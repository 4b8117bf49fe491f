//! Engine error types.

/// Errors raised while building an engine. Search itself cannot fail.
#[derive(thiserror::Error, Debug)]
pub enum EngineError {
    /// The transposition table could not be allocated
    #[error("failed to allocate transposition table with {capacity} entries")]
    TtAllocation { capacity: usize },

    /// A configuration value is out of range
    #[error("invalid configuration: {0}")]
    InvalidConfig(String),
}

####

## Work order
Repeat the listing. Keep every character the same.

## Output of the exercise
repository 4b8117bf49fe491f
//! Engine error types.

/// Errors raised while building an engine. Search itself cannot fail.
#[derive(thiserror::Error, Debug)]
pub enum EngineError {
    /// The transposition table could not be allocated
    #[error("failed to allocate transposition table with {capacity} entries")]
    TtAllocation { capacity: usize },

    /// A configuration value is out of range
    #[error("invalid configuration: {0}")]
    InvalidConfig(String),
}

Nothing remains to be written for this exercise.